=== What you should do ===
Look over the entries that follow. Report how many lines contain "tracing", with nothing else.

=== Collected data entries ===
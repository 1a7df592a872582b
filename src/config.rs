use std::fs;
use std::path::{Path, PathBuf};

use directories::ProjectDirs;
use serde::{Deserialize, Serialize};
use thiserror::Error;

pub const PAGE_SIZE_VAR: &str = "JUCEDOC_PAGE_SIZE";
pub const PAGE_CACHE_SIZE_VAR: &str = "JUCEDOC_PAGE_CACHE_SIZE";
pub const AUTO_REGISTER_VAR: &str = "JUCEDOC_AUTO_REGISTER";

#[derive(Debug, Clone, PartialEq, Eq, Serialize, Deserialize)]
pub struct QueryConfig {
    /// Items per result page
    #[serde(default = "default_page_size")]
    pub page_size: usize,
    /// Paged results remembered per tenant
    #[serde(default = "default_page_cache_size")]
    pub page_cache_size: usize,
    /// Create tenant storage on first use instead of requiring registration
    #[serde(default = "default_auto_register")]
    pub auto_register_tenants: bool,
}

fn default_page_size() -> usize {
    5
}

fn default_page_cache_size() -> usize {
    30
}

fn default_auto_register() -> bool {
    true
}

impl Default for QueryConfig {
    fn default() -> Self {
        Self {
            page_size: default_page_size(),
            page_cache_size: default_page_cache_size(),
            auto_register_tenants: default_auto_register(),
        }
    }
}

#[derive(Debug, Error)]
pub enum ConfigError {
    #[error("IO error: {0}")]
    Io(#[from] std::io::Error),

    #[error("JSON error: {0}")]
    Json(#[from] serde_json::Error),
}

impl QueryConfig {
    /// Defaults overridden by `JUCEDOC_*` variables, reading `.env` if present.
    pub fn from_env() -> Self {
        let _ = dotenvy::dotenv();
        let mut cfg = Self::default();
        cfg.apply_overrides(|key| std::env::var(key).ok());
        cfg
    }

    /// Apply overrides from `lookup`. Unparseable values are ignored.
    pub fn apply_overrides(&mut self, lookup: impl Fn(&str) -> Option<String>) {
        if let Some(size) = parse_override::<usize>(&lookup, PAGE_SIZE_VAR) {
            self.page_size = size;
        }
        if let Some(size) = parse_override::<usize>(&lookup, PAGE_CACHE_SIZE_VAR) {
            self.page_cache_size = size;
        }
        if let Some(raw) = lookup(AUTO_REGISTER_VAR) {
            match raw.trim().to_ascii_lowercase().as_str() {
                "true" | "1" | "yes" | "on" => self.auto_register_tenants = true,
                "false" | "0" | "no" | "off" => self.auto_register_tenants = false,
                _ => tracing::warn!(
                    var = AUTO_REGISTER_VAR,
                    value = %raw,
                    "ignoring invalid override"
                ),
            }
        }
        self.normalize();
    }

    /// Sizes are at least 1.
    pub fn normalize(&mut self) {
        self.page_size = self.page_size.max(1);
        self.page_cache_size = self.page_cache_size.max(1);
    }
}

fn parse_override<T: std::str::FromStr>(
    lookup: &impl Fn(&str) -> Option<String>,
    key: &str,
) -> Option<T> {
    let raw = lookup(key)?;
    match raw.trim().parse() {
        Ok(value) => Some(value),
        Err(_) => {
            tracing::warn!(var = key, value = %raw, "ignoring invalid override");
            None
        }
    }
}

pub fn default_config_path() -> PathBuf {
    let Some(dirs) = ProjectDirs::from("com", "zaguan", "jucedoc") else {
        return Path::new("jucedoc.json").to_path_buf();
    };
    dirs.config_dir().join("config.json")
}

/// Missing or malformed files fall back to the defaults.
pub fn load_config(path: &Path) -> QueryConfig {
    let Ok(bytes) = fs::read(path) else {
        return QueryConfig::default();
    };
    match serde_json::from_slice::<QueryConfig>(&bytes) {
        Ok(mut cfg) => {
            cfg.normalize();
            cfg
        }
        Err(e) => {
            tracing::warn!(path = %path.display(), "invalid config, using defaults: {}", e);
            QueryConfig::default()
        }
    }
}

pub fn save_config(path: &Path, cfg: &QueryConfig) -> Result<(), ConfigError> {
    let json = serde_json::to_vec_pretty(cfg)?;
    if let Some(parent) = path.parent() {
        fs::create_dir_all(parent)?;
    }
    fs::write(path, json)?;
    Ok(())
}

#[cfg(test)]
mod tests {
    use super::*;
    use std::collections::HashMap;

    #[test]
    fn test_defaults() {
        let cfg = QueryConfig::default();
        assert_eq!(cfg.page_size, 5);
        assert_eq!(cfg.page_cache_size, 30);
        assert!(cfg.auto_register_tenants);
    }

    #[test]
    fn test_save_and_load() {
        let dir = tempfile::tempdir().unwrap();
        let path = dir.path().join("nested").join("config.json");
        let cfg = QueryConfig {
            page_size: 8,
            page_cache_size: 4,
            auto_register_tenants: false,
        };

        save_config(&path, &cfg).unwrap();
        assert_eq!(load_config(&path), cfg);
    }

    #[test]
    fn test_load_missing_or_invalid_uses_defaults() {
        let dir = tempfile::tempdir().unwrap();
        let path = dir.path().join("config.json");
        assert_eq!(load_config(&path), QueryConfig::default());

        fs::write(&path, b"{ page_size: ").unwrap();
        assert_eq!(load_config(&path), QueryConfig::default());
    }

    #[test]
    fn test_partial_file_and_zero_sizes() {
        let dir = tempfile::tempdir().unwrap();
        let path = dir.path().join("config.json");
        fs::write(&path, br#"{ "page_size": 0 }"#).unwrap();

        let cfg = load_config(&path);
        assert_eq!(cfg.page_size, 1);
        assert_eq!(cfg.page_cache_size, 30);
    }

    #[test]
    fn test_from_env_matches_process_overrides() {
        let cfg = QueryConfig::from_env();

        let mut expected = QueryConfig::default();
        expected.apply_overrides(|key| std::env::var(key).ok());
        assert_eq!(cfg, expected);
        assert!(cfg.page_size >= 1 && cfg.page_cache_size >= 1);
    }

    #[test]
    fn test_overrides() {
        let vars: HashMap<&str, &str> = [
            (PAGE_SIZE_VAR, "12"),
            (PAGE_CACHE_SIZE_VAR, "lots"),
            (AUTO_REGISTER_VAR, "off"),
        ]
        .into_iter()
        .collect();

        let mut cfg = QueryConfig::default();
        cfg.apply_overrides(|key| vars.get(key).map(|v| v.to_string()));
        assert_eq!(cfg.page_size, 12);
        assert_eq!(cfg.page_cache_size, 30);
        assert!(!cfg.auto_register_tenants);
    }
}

=== Solution to this task ===
3